Nona se puso en pie. Malco, tomándola por una mano, casi violentamente, la sacó de la casa. Se detuvo un instante al ver que llegaban más niños. Iban por la playa, por las rocas. El sol, que ya se ocultaba, prolongaba las sombras de los pequeños. Nona comprendió. Los niños que antes jugaban a las bolas, les observaban fríamente. Y allí había un cuarto niño, uno nuevo. Nona vio el polen amarillo en sus manos y en las de los otros niños.
—¡Malco! —gritó angustiada.
—¡Calla!
Y, de un empujón, la sentó en el jeep.
Pisó el acelerador a fondo.
El vehículo rugió y subió por la cuesta.
—¿Dónde vamos?
—Al pueblo.
—¡No, Malco!
—Es posible que allí no queden niños, que se hayan desperdigado por la isla. Se hace de noche. Tendremos más posibilidades.
—Pero… —Y profirió un grito.
Ante ellos, en el camino, un grupo de unos cuantos niños parecía querer impedirles el paso. Malco pisó el acelerador. Los pequeños, cuando comprendieron que el hombre estaba dispuesto a pasar como fuera, incluso por encima de ellos, se apartaron rápidos. Salvo uno, que únicamente supo alzar los brazos.

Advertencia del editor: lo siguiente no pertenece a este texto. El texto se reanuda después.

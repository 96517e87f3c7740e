//! Append-only score ledger backed by a JSON-lines file.
//!
//! A missing file reads as an empty leaderboard; malformed lines are skipped
//! with a warning instead of poisoning the whole file. Writes append one
//! record per line; the ledger holds its own lock and emits each record as a
//! single write, so concurrent submissions cannot interleave bytes within a
//! line.

use std::io::Write;
use std::sync::{Arc, Mutex};

use tracing::{instrument, warn};

use crate::domain::ScoreRecord;
use crate::error::{GameError, GameResult};

/// How many entries the leaderboard shows.
pub const LEADERBOARD_SIZE: usize = 10;

#[derive(Debug, Clone)]
pub struct ScoreLedger {
    path: String,
    write_lock: Arc<Mutex<()>>,
}

impl ScoreLedger {
    pub fn new(path: String) -> Self {
        Self { path, write_lock: Arc::new(Mutex::new(())) }
    }

    pub fn from_env() -> Self {
        Self::new(std::env::var("SCORES_PATH").unwrap_or_else(|_| "scores.jsonl".into()))
    }

    /// All records in file order. Missing file => empty, not an error.
    #[instrument(level = "debug", skip(self), fields(path = %self.path))]
    pub fn load(&self) -> Vec<ScoreRecord> {
        let content = match std::fs::read_to_string(&self.path) {
            Ok(s) => s,
            Err(_) => return Vec::new(),
        };
        content
            .lines()
            .filter(|l| !l.trim().is_empty())
            .filter_map(|line| match serde_json::from_str::<ScoreRecord>(line) {
                Ok(r) => Some(r),
                Err(e) => {
                    warn!(target: "game", error = %e, "Skipping malformed ledger line");
                    None
                }
            })
            .collect()
    }

    /// Records ranked by score descending, truncated to the leaderboard size.
    pub fn leaderboard(&self) -> Vec<ScoreRecord> {
        let mut records = self.load();
        records.sort_by(|a, b| b.score.cmp(&a.score));
        records.truncate(LEADERBOARD_SIZE);
        records
    }

    /// Append one record as a JSON line. The line (newline included) goes out
    /// in a single write under the ledger lock, so records land on disk whole.
    #[instrument(level = "info", skip(self, record), fields(path = %self.path, name = %record.name))]
    pub fn append(&self, record: &ScoreRecord) -> GameResult<()> {
        let mut line = serde_json::to_string(record)
            .map_err(|e| GameError::Persistence(e.to_string()))?;
        line.push('\n');

        let _guard = self.write_lock.lock().unwrap_or_else(|e| e.into_inner());
        let mut file = std::fs::OpenOptions::new()
            .create(true)
            .append(true)
            .open(&self.path)
            .map_err(|e| GameError::Persistence(format!("cannot open {}: {e}", self.path)))?;
        file.write_all(line.as_bytes())
            .map_err(|e| GameError::Persistence(e.to_string()))?;
        Ok(())
    }
}

#[cfg(test)]
mod tests {
    use super::*;
    use crate::domain::RoundOutcome;

    fn record(name: &str, score: i64) -> ScoreRecord {
        ScoreRecord {
            name: name.into(),
            score,
            word: "ZEBRA".into(),
            result: RoundOutcome::Win,
        }
    }

    fn temp_ledger() -> (tempfile::TempDir, ScoreLedger) {
        let dir = tempfile::tempdir().expect("tempdir");
        let path = dir.path().join("scores.jsonl").to_string_lossy().into_owned();
        (dir, ScoreLedger::new(path))
    }

    #[test]
    fn missing_file_reads_as_empty() {
        let (_dir, ledger) = temp_ledger();
        assert!(ledger.load().is_empty());
        assert!(ledger.leaderboard().is_empty());
    }

    #[test]
    fn append_then_load_roundtrips() {
        let (_dir, ledger) = temp_ledger();
        ledger.append(&record("ada", 5)).expect("append");
        ledger.append(&record("bo", 2)).expect("append");
        let records = ledger.load();
        assert_eq!(records.len(), 2);
        assert_eq!(records[0].name, "ada");
        assert_eq!(records[1].score, 2);
    }

    #[test]
    fn leaderboard_ranks_by_score_descending_and_truncates() {
        let (_dir, ledger) = temp_ledger();
        for i in 0..12 {
            ledger.append(&record(&format!("p{i}"), i)).expect("append");
        }
        let board = ledger.leaderboard();
        assert_eq!(board.len(), LEADERBOARD_SIZE);
        assert_eq!(board[0].score, 11);
        assert!(board.windows(2).all(|w| w[0].score >= w[1].score));
    }

    #[test]
    fn malformed_lines_are_skipped() {
        let (_dir, ledger) = temp_ledger();
        ledger.append(&record("ada", 4)).expect("append");
        std::fs::OpenOptions::new()
            .append(true)
            .open(&ledger.path)
            .and_then(|mut f| writeln!(f, "{{ not json"))
            .expect("write garbage");
        ledger.append(&record("bo", 3)).expect("append");

        let records = ledger.load();
        assert_eq!(records.len(), 2);
    }

    #[test]
    fn concurrent_appends_keep_every_record_intact() {
        let (_dir, ledger) = temp_ledger();
        let ledger = Arc::new(ledger);

        let handles: Vec<_> = (0..8)
            .map(|i| {
                let ledger = Arc::clone(&ledger);
                std::thread::spawn(move || {
                    for j in 0..20 {
                        ledger.append(&record(&format!("p{i}-{j}"), j)).expect("append");
                    }
                })
            })
            .collect();
        for h in handles {
            h.join().expect("writer thread");
        }

        // Every line must parse back; a torn write would be dropped by load().
        assert_eq!(ledger.load().len(), 8 * 20);
    }

    #[test]
    fn unwritable_path_is_a_persistence_error() {
        let ledger = ScoreLedger::new("/nonexistent-dir/scores.jsonl".into());
        let err = ledger.append(&record("ada", 1)).unwrap_err();
        assert!(matches!(err, GameError::Persistence(_)));
    }
}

—¡No! —Y Nona cerró los ojos.
Malco, en el último instante, forzó un viraje y esquivó al niño.
—Gracias, Malco…
Él no respondió.
No sabía por qué lo había hecho.
Ni lo entendía.
Se limitó a encender los faros del jeep.
—¿Quieres llegar hasta la lancha? —le preguntó Nona.
—Sí, y lo conseguiremos. En este jeep. ¡Ocurra lo que ocurra! Esta vez no me detendré, Nona, te lo juro. Como sea, lograré ponerte a salvo.
Nona guardó silencio.
Malco estaba decidido.
Como el osito Pilgrim, cuando dijo:
«Allá voy».
Se lanzó a volar.
Y lo consiguió.
Pero ellos no eran el osito Pilgrim.
Quizá Malco no se daba cuenta de eso.